Following code is failing to find intersection of two lists

Question

I am doing LC:60 which is about finding intersection of two linked lists. I wrote following code based on this logic

• find length of both lists.
• advance 1 pointer of long list to the difference of the length
• compare both lists from this point onwards.

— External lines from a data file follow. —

//! Engine context: everything a dispatch needs, passed explicitly.
//!
//! [`EngineSettings`] is derived from [`TesseraConfig`] once; handlers read settings,
//! the policy, the stores and the idempotency cache from the [`EngineContext`] they
//! are given and never from the process environment.

use std::collections::HashSet;
use std::path::PathBuf;
use std::sync::{Arc, Mutex, PoisonError};
use std::time::Duration;

use serde_json::json;

use crate::config::TesseraConfig;
use crate::error::{ErrorCode, ToolError};
use crate::frame::query::DEFAULT_FETCH_BOUND;
use crate::frame::store::{FrameStore, ImageStore};
use crate::idempotency::{IdempotencyCache, DEFAULT_TTL};
use crate::policy::{load_policy, Policy, PolicyError};
use crate::tools::{self, RegistryError, ToolOutput};

#[derive(Debug, Clone)]
pub struct EngineSettings {
    pub policy_path: Option<PathBuf>,
    pub debug: bool,
    pub default_branch: Option<String>,
    pub repo_root: Option<PathBuf>,
    pub idempotency_ttl: Duration,
    pub fetch_bound: usize,
    pub max_limit: usize,
}

impl Default for EngineSettings {
    fn default() -> Self {
        Self {
            policy_path: None,
            debug: false,
            default_branch: None,
            repo_root: None,
            idempotency_ttl: DEFAULT_TTL,
            fetch_bound: DEFAULT_FETCH_BOUND,
            max_limit: 100,
        }
    }
}

impl EngineSettings {
    pub fn from_config(config: &TesseraConfig) -> Self {
        Self {
            policy_path: config
                .policy
                .path
                .as_deref()
                .map(crate::config::expand_tilde),
            debug: config.server.debug,
            default_branch: config.repository.default_branch.clone(),
            repo_root: config
                .repository
                .root
                .as_deref()
                .map(crate::config::expand_tilde),
            idempotency_ttl: Duration::from_secs(
                config.idempotency.ttl_hours.saturating_mul(60 * 60),
            ),
            fetch_bound: config.query.fetch_bound.max(1),
            max_limit: config.query.max_limit.max(1),
        }
    }
}

/// Outcome of loading the module policy at startup.
#[derive(Debug, Clone)]
pub enum PolicyState {
    Loaded(Arc<Policy>),
    /// No policy file was found; module scopes are accepted verbatim.
    Missing(String),
    /// A policy file exists but could not be used.
    Invalid(String),
}

impl From<PolicyError> for PolicyState {
    fn from(err: PolicyError) -> Self {
        match err {
            PolicyError::NotFound(_) => Self::Missing(err.to_string()),
            PolicyError::Io { .. } | PolicyError::Invalid { .. } => Self::Invalid(err.to_string()),
        }
    }
}

pub struct EngineContext {
    pub settings: EngineSettings,
    pub store: Arc<dyn FrameStore>,
    pub images: Arc<dyn ImageStore>,
    policy: PolicyState,
    pub cache: IdempotencyCache<ToolOutput>,
    warned_aliases: Mutex<HashSet<String>>,
}

impl EngineContext {
    /// Build a context with an explicit policy (`None` = unchecked mode).
    ///
    /// Fails if the static tool/alias tables are inconsistent.
    pub fn new(
        settings: EngineSettings,
        store: Arc<dyn FrameStore>,
        images: Arc<dyn ImageStore>,
        policy: Option<Policy>,
    ) -> Result<Self, RegistryError> {
        let state = match policy {
            Some(policy) => PolicyState::Loaded(Arc::new(policy)),
            None => PolicyState::Missing("no policy configured".into()),
        };
        Self::with_policy_state(settings, store, images, state)
    }

    pub fn with_policy_state(
        settings: EngineSettings,
        store: Arc<dyn FrameStore>,
        images: Arc<dyn ImageStore>,
        policy: PolicyState,
    ) -> Result<Self, RegistryError> {
        tools::check_registry()?;
        let cache = IdempotencyCache::with_ttl(settings.idempotency_ttl);
        Ok(Self {
            settings,
            store,
            images,
            policy,
            cache,
            warned_aliases: Mutex::new(HashSet::new()),
        })
    }

    /// Build a context, loading the policy from the configured location. A policy
    /// that cannot be loaded degrades to unchecked mode.
    pub fn load(
        settings: EngineSettings,
        store: Arc<dyn FrameStore>,
        images: Arc<dyn ImageStore>,
    ) -> Result<Self, RegistryError> {
        let policy = match load_policy(settings.policy_path.as_deref()) {
            Ok(policy) => PolicyState::Loaded(Arc::new(policy)),
            Err(e) => {
                tracing::warn!(error = %e, "no policy loaded, module scope will not be validated");
                PolicyState::from(e)
            }
        };
        Self::with_policy_state(settings, store, images, policy)
    }

    /// The loaded policy, or `None` in unchecked mode.
    pub fn policy(&self) -> Option<&Policy> {
        match &self.policy {
            PolicyState::Loaded(policy) => Some(policy.as_ref()),
            PolicyState::Missing(_) | PolicyState::Invalid(_) => None,
        }
    }

    pub fn policy_state(&self) -> &PolicyState {
        &self.policy
    }

    /// The loaded policy, or the error a policy-dependent tool should return.
    pub fn require_policy(&self) -> Result<&Policy, ToolError> {
        match &self.policy {
            PolicyState::Loaded(policy) => Ok(policy.as_ref()),
            PolicyState::Missing(reason) => Err(ToolError::guidance(
                ErrorCode::PolicyNotFound,
                "No module policy is loaded",
                [
                    "Create .smartergpt/lex/lexmap.policy.json in the working directory",
                    "Point TESSERA_POLICY_PATH at an existing policy file",
                ],
            )
            .with_context(json!({ "reason": reason, "hintId": "hint_policy_missing" }))),
            PolicyState::Invalid(reason) => Err(ToolError::domain(
                ErrorCode::PolicyInvalid,
                "The module policy could not be loaded",
            )
            .with_context(json!({ "reason": reason }))),
        }
    }

    pub fn resolve_branch(&self, explicit: Option<&str>) -> String {
        crate::branch::resolve_branch(
            explicit,
            self.settings.default_branch.as_deref(),
            self.settings.repo_root.as_deref(),
        )
    }

    /// Log a deprecation warning the first time `alias` is used on this engine.
    /// Returns `true` if this call emitted the warning.
    pub fn note_deprecated_alias(&self, alias: &str, canonical: &str) -> bool {
        let mut warned = self
            .warned_aliases
            .lock()
            .unwrap_or_else(PoisonError::into_inner);
        let first = warned.insert(alias.to_string());
        if first {
            tracing::warn!(
                alias = %alias,
                canonical = %canonical,
                "tool name '{alias}' is deprecated, use '{canonical}'"
            );
        }
        first
    }

    /// Run `f` against the frame store on the blocking pool.
    pub async fn with_store<T, F>(&self, f: F) -> Result<T, ToolError>
    where
        F: FnOnce(&dyn FrameStore) -> Result<T, ToolError> + Send + 'static,
        T: Send + 'static,
    {
        let store = Arc::clone(&self.store);
        tokio::task::spawn_blocking(move || f(store.as_ref()))
            .await
            .map_err(|e| ToolError::Unmapped(anyhow::anyhow!("store task failed: {e}")))?
    }

    /// Run `f` against the frame and image stores on the blocking pool.
    pub async fn with_stores<T, F>(&self, f: F) -> Result<T, ToolError>
    where
        F: FnOnce(&dyn FrameStore, &dyn ImageStore) -> Result<T, ToolError> + Send + 'static,
        T: Send + 'static,
    {
        let store = Arc::clone(&self.store);
        let images = Arc::clone(&self.images);
        tokio::task::spawn_blocking(move || f(store.as_ref(), images.as_ref()))
            .await
            .map_err(|e| ToolError::Unmapped(anyhow::anyhow!("store task failed: {e}")))?
    }
}
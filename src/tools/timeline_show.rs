use chrono::{DateTime, Utc};
use schemars::JsonSchema;
use serde::{Deserialize, Serialize};
use serde_json::{json, Value};

use crate::engine::EngineContext;
use crate::error::{ErrorCode, ToolError};
use crate::frame::query::fetch_recent;
use crate::frame::timeline::build_timeline;

use super::{clamp_limit, non_blank, parse_args, ToolOutput};

const DEFAULT_TIMELINE_LIMIT: usize = 20;

/// Parameters for the `timeline_show` MCP tool.
#[derive(Debug, Serialize, Deserialize, JsonSchema)]
pub struct TimelineShowParams {
    #[schemars(description = "Jira ticket id or branch name to follow")]
    pub ticket_or_branch: String,

    #[serde(default)]
    #[schemars(description = "Only frames at or after this RFC 3339 instant")]
    pub since: Option<String>,

    #[serde(default)]
    #[schemars(description = "Only frames at or before this RFC 3339 instant")]
    pub until: Option<String>,

    #[serde(default)]
    #[schemars(description = "Maximum number of entries (most recent kept). Defaults to 20.")]
    pub limit: Option<usize>,
}

fn parse_instant(field: &str, value: Option<&str>) -> Result<Option<DateTime<Utc>>, ToolError> {
    let Some(raw) = non_blank(value) else {
        return Ok(None);
    };
    DateTime::parse_from_rfc3339(raw)
        .map(|t| Some(t.with_timezone(&Utc)))
        .map_err(|_| {
            ToolError::domain(
                ErrorCode::ValidationInvalidFormat,
                format!("{field} must be an RFC 3339 timestamp"),
            )
            .with_context(json!({ "field": field, "value": raw }))
        })
}

pub(crate) async fn run(ctx: &EngineContext, args: Value) -> Result<ToolOutput, ToolError> {
    let params: TimelineShowParams = parse_args(args)?;
    let key = non_blank(Some(&params.ticket_or_branch))
        .ok_or_else(|| ToolError::required_field("ticket_or_branch"))?
        .to_string();
    let since = parse_instant("since", params.since.as_deref())?;
    let until = parse_instant("until", params.until.as_deref())?;
    let limit = clamp_limit(params.limit, DEFAULT_TIMELINE_LIMIT, ctx.settings.max_limit);
    tracing::info!(key = %key, limit, "timeline_show called");

    let fetch_bound = ctx.settings.fetch_bound;
    let frames = ctx
        .with_store(move |store| fetch_recent(store, fetch_bound))
        .await?;
    let timeline = build_timeline(frames, &key, since, until, limit);

    if timeline.entries.is_empty() {
        return Err(ToolError::guidance(
            ErrorCode::StorageNotFound,
            format!("No frames recorded for '{key}'"),
            [
                "Check the ticket id or branch name for typos",
                "Use frame_list to see which branches and tickets have frames",
            ],
        )
        .with_context(json!({ "ticket_or_branch": key, "hintId": "hint_timeline_empty" })));
    }

    let mut lines = vec![format!("Timeline for '{}' ({} entries)", key, timeline.entries.len())];
    for entry in &timeline.entries {
        let mut line = format!("- {} {}: {}", entry.timestamp, entry.frame_id, entry.summary_caption);
        if !entry.modules_added.is_empty() {
            line.push_str(&format!(" [+{}]", entry.modules_added.join(", +")));
        }
        if !entry.modules_removed.is_empty() {
            line.push_str(&format!(" [-{}]", entry.modules_removed.join(", -")));
        }
        if entry.blocker_count > 0 {
            line.push_str(&format!(" ({} blocker(s))", entry.blocker_count));
        }
        lines.push(line);
    }
    ToolOutput::with_data(lines.join("\n"), &timeline)
}
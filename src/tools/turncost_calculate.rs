use chrono::Utc;
use schemars::JsonSchema;
use serde::{Deserialize, Serialize};
use serde_json::{json, Value};

use crate::engine::EngineContext;
use crate::error::{ErrorCode, ToolError};
use crate::frame::query::fetch_recent;
use crate::frame::turncost::{calculate, Period, TurnCostWeights};

use super::{parse_args, ToolOutput};

/// Parameters for the `turncost_calculate` MCP tool.
#[derive(Debug, Default, Serialize, Deserialize, JsonSchema)]
pub struct TurncostParams {
    #[serde(default)]
    #[schemars(description = "Window: '24h', '7d' or '30d'. Defaults to '24h'.")]
    pub period: Option<String>,

    #[serde(default)]
    #[schemars(description = "Per-component weights; omitted components keep their defaults")]
    pub weights: Option<TurnCostWeights>,
}

pub(crate) async fn run(ctx: &EngineContext, args: Value) -> Result<ToolOutput, ToolError> {
    let params: TurncostParams = parse_args(args)?;
    let raw_period = params.period.as_deref().unwrap_or("24h");
    let period = Period::parse(raw_period).ok_or_else(|| {
        ToolError::domain(
            ErrorCode::ValidationInvalidFormat,
            format!("Unsupported period '{raw_period}'"),
        )
        .with_context(json!({ "field": "period", "accepted": ["24h", "7d", "30d"] }))
    })?;
    let weights = params.weights.unwrap_or_default();
    tracing::info!(period = period.as_str(), "turncost_calculate called");

    let fetch_bound = ctx.settings.fetch_bound;
    let frames = ctx
        .with_store(move |store| fetch_recent(store, fetch_bound))
        .await?;
    let cost = calculate(&frames, period, weights, Utc::now());

    let c = &cost.components;
    let text = format!(
        "Turn cost over {}: {:.1} ({} frames, {} blockers, {} merge blockers, {} failing tests, {} context switches)",
        cost.period,
        cost.total,
        c.frames,
        c.blockers,
        c.merge_blockers,
        c.failing_tests,
        c.context_switches
    );
    ToolOutput::with_data(text, &cost)
}
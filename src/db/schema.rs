//! SQL DDL for the frame store.
//!
//! Defines the `frames`, `frames_fts` (FTS5) and `schema_meta` tables. Later tables
//! are added by [`super::migrations`]. All DDL uses `IF NOT EXISTS` for idempotent
//! initialization.

use rusqlite::Connection;

const SCHEMA_SQL: &str = r#"
-- Frame storage. List columns are JSON arrays.
CREATE TABLE IF NOT EXISTS frames (
    id TEXT PRIMARY KEY,
    timestamp TEXT NOT NULL,
    branch TEXT NOT NULL,
    jira TEXT,
    module_scope TEXT NOT NULL,
    summary_caption TEXT NOT NULL,
    reference_point TEXT NOT NULL,
    status_snapshot TEXT NOT NULL,
    keywords TEXT,
    atlas_frame_id TEXT,
    image_ids TEXT NOT NULL DEFAULT '[]'
);

CREATE INDEX IF NOT EXISTS idx_frames_timestamp ON frames(timestamp DESC, id DESC);
CREATE INDEX IF NOT EXISTS idx_frames_branch ON frames(branch);

-- Full-text search (BM25) over the searchable text of each frame
CREATE VIRTUAL TABLE IF NOT EXISTS frames_fts USING fts5(
    reference_point,
    summary_caption,
    keywords,
    id UNINDEXED
);

-- Schema metadata
CREATE TABLE IF NOT EXISTS schema_meta (
    key TEXT PRIMARY KEY,
    value TEXT NOT NULL
);
"#;

/// Initialize all schema tables. Idempotent (uses IF NOT EXISTS).
pub fn init_schema(conn: &Connection) -> rusqlite::Result<()> {
    conn.execute_batch(SCHEMA_SQL)?;

    conn.execute(
        "INSERT OR IGNORE INTO schema_meta (key, value) VALUES ('schema_version', '1')",
        [],
    )?;

    Ok(())
}
//! `frame_create`: validate, resolve modules, persist, attach images.
//!
//! With a `request_id` the call is idempotent: the first success is cached for the
//! cache TTL and replayed verbatim for the same key. Concurrent calls with one key
//! serialize on a per-key lock, so the second sees the first's result. Failures are
//! never cached.

use schemars::JsonSchema;
use serde::{Deserialize, Serialize};
use serde_json::{json, Value};

use crate::engine::EngineContext;
use crate::error::{ErrorCode, ToolError};
use crate::frame::now_timestamp;
use crate::frame::store::{FrameStore, ImageStore};
use crate::frame::types::{Frame, ImageAttachment, StatusSnapshot};

use super::{non_blank, parse_args, validation, ToolOutput};

/// Parameters for `frame_create` (and `frame_validate`).
#[derive(Debug, Clone, Serialize, Deserialize, JsonSchema)]
pub struct FrameCreateParams {
    #[schemars(description = "One-line summary of the current state of work")]
    pub summary_caption: String,

    #[schemars(description = "Free-text anchor for this frame; the primary full-text search subject")]
    pub reference_point: String,

    #[schemars(description = "Where the work stands: next_action is required")]
    pub status_snapshot: StatusSnapshot,

    #[schemars(description = "Module ids this work touches. Aliases are resolved to canonical ids when a policy is loaded.")]
    pub module_scope: Vec<String>,

    #[serde(default)]
    #[schemars(description = "Branch name. Defaults to the configured default branch or the repository HEAD.")]
    pub branch: Option<String>,

    #[serde(default)]
    #[schemars(description = "Jira ticket id, e.g. 'PROJ-123'")]
    pub jira: Option<String>,

    #[serde(default)]
    #[schemars(description = "Extra search keywords")]
    pub keywords: Option<Vec<String>>,

    #[serde(default)]
    #[schemars(description = "Id of a related atlas frame")]
    pub atlas_frame_id: Option<String>,

    #[serde(default)]
    #[schemars(description = "Image attachments: [{data, mime_type}]")]
    pub images: Option<Vec<ImageAttachment>>,

    #[serde(default)]
    #[schemars(description = "Idempotency key. Retries with the same key return the first successful response.")]
    pub request_id: Option<String>,
}

#[derive(Debug, Serialize)]
struct Created {
    frame_id: String,
    timestamp: String,
    branch: String,
    module_scope: Vec<String>,
    image_ids: Vec<String>,
    #[serde(skip_serializing_if = "Vec::is_empty")]
    warnings: Vec<String>,
}

pub(crate) async fn run(ctx: &EngineContext, args: Value) -> Result<ToolOutput, ToolError> {
    let request_id = args
        .get("request_id")
        .and_then(Value::as_str)
        .and_then(|key| non_blank(Some(key)))
        .map(str::to_string);

    let Some(key) = request_id else {
        return create(ctx, args).await;
    };

    let _in_flight = ctx.cache.lock_key(&key).await;
    if let Some(cached) = ctx.cache.get_cached(&key) {
        tracing::info!(request_id = %key, "frame_create replayed from idempotency cache");
        return Ok(cached);
    }

    let output = create(ctx, args).await?;
    ctx.cache.set_cached(&key, output.clone());
    Ok(output)
}

async fn create(ctx: &EngineContext, args: Value) -> Result<ToolOutput, ToolError> {
    let params: FrameCreateParams = parse_args(args)?;
    let checked = validation::validate(&params, ctx.policy())?;

    let frame = Frame {
        id: uuid::Uuid::now_v7().to_string(),
        timestamp: now_timestamp(),
        branch: ctx.resolve_branch(params.branch.as_deref()),
        jira: non_blank(params.jira.as_deref()).map(str::to_string),
        module_scope: checked.module_scope,
        summary_caption: params.summary_caption,
        reference_point: params.reference_point,
        status_snapshot: params.status_snapshot,
        keywords: params.keywords,
        atlas_frame_id: non_blank(params.atlas_frame_id.as_deref()).map(str::to_string),
        image_ids: Vec::new(),
    };
    let images = params.images.unwrap_or_default();

    tracing::info!(
        frame_id = %frame.id,
        branch = %frame.branch,
        modules = frame.module_scope.len(),
        images = images.len(),
        "frame_create called"
    );

    let frame = ctx
        .with_stores(move |store, image_store| persist(store, image_store, frame, &images))
        .await?;

    let text = format!(
        "Frame {} created on branch '{}' ({} module{}{})",
        frame.id,
        frame.branch,
        frame.module_scope.len(),
        if frame.module_scope.len() == 1 { "" } else { "s" },
        match frame.image_ids.len() {
            0 => String::new(),
            n => format!(", {n} image{}", if n == 1 { "" } else { "s" }),
        }
    );
    ToolOutput::with_data(
        text,
        &Created {
            frame_id: frame.id,
            timestamp: frame.timestamp,
            branch: frame.branch,
            module_scope: frame.module_scope,
            image_ids: frame.image_ids,
            warnings: checked.warnings,
        },
    )
}

/// Save the frame, then its images. If any image step fails the frame and any
/// images already stored are removed before the error is returned.
fn persist(
    store: &dyn FrameStore,
    images: &dyn ImageStore,
    mut frame: Frame,
    attachments: &[ImageAttachment],
) -> Result<Frame, ToolError> {
    store.save_frame(&frame).map_err(ToolError::storage_write)?;
    if attachments.is_empty() {
        return Ok(frame);
    }

    let mut image_ids = Vec::with_capacity(attachments.len());
    for (index, attachment) in attachments.iter().enumerate() {
        match images.store_image(&frame.id, attachment) {
            Ok(id) => image_ids.push(id),
            Err(err) => {
                tracing::error!(frame_id = %frame.id, index, error = %err, "image attachment failed");
                roll_back(store, images, &frame.id);
                return Err(ToolError::domain(
                    ErrorCode::StorageImageFailed,
                    format!("Failed to store image {index}; the frame was not created"),
                )
                .with_context(json!({ "image_index": index })));
            }
        }
    }

    frame.image_ids = image_ids;
    if let Err(err) = store.save_frame(&frame) {
        roll_back(store, images, &frame.id);
        return Err(ToolError::storage_write(err));
    }
    Ok(frame)
}

fn roll_back(store: &dyn FrameStore, images: &dyn ImageStore, frame_id: &str) {
    if let Err(err) = images.delete_images_for_frame(frame_id) {
        tracing::error!(frame_id, error = %err, "rollback: failed to delete images");
    }
    match store.delete_frame(frame_id) {
        Ok(_) => tracing::warn!(frame_id, "rolled back frame after image failure"),
        Err(err) => tracing::error!(frame_id, error = %err, "rollback: failed to delete frame"),
    }
}
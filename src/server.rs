//! MCP server over stdio.
//!
//! [`TesseraServer`] adapts the transport-free dispatcher to rmcp's [`ServerHandler`]:
//! `list_tools` serves the sorted catalog, `call_tool` goes through
//! [`dispatch::call_tool`] so alias resolution and error mapping behave exactly as
//! they do for in-process callers.

use std::sync::Arc;

use anyhow::{Context, Result};
use rmcp::handler::server::ServerHandler;
use rmcp::model::{
    CallToolRequestParams, CallToolResult, Content, ListToolsResult, PaginatedRequestParams,
    ServerCapabilities, ServerInfo, Tool,
};
use rmcp::service::RequestContext;
use rmcp::{ErrorData as McpError, RoleServer, ServiceExt};
use serde_json::{json, Value};

use crate::config::TesseraConfig;
use crate::db::SqliteStore;
use crate::dispatch;
use crate::engine::{EngineContext, EngineSettings};
use crate::tools;

#[derive(Clone)]
pub struct TesseraServer {
    ctx: Arc<EngineContext>,
}

impl TesseraServer {
    pub fn new(ctx: Arc<EngineContext>) -> Self {
        Self { ctx }
    }
}

impl ServerHandler for TesseraServer {
    fn get_info(&self) -> ServerInfo {
        ServerInfo {
            instructions: Some(
                "Tessera stores work-context frames for coding agents. Use frame_create to \
                 capture where you are, frame_search or frame_list to pick work back up, and \
                 help for the full tool list."
                    .into(),
            ),
            capabilities: ServerCapabilities::builder().enable_tools().build(),
            ..Default::default()
        }
    }

    async fn list_tools(
        &self,
        _request: Option<PaginatedRequestParams>,
        _context: RequestContext<RoleServer>,
    ) -> Result<ListToolsResult, McpError> {
        let tools = tools::catalog()
            .into_iter()
            .map(|t| Tool::new(t.name, t.description, Arc::new(t.input_schema)))
            .collect();
        Ok(ListToolsResult::with_all_items(tools))
    }

    async fn call_tool(
        &self,
        request: CallToolRequestParams,
        _context: RequestContext<RoleServer>,
    ) -> Result<CallToolResult, McpError> {
        let args = request.arguments.map(Value::Object).unwrap_or(Value::Null);
        match dispatch::call_tool(&self.ctx, &request.name, args).await {
            Ok(output) => {
                let mut content: Vec<Content> = output
                    .content
                    .into_iter()
                    .map(|c| Content::text(c.text))
                    .collect();
                if let Some(data) = output.data {
                    content.push(Content::json(data)?);
                }
                Ok(CallToolResult::success(content))
            }
            Err(error) => {
                let body = json!({ "error": error }).to_string();
                Ok(CallToolResult::error(vec![Content::text(body)]))
            }
        }
    }
}

/// Open the store, load the policy and build the engine for `config`.
pub fn build_engine(config: &TesseraConfig) -> Result<Arc<EngineContext>> {
    let db_path = config.resolved_db_path();
    let store = Arc::new(SqliteStore::open(&db_path)?);
    tracing::info!(db = %db_path.display(), "frame store ready");

    let settings = EngineSettings::from_config(config);
    let ctx = EngineContext::load(settings, store.clone(), store)
        .context("tool registry is inconsistent")?;
    Ok(Arc::new(ctx))
}

/// Start the MCP server over stdio transport.
pub async fn serve_stdio(config: TesseraConfig) -> Result<()> {
    tracing::info!("starting Tessera MCP server on stdio");

    let ctx = build_engine(&config)?;
    let server = TesseraServer::new(Arc::clone(&ctx))
        .serve(rmcp::transport::stdio())
        .await?;
    tracing::info!("MCP server running, waiting for client");

    server.waiting().await?;

    if let Err(e) = ctx.store.close() {
        tracing::warn!(error = %e, "failed to close frame store cleanly");
    }
    tracing::info!("MCP server shut down");
    Ok(())
}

This is working for all test-cases except for test case where two lists have same input i.e., [2, 2, 4, 5, 4] but the intersection node is node 4.

Here is the code

public class Solution {
    public ListNode getIntersectionNode(ListNode headA, ListNode headB) {
        int aN = 0;
        ListNode a = headA;
        while (a != null) {
            aN++;
            a = a.next;
        }    

        int bN = 0;
        ListNode b = headB;
        while (b != null) {
            bN++;
            b = b.next;
        }

        ListNode longList = (aN > bN) ? headA : headB;
        ListNode shortList = (aN < bN) ? headA : headB;

        for (int i = 0; i < Math.abs(aN - bN); i++) {
            longList = longList.next;
        }

        while (longList != null && shortList != null) {
            if (longList == shortList) { return longList; }
            longList = longList.next;
            shortList = shortList.next;
        }

        return null;
    }
}

Answer 1

The problem is in these statements:

    ListNode longList = (aN > bN) ? headA : headB;
    ListNode shortList = (aN < bN) ? headA : headB;

If both lists have the same size, then both longList and shortList will be set to headB. You should have a ternary condition that is the exact opposite (<= for the second one), or maybe more intuitive, use the same condition but swap the operands in the second assignment:

    ListNode longList = (aN > bN) ? headA : headB;
    ListNode shortList = (aN > bN) ? headB : headA;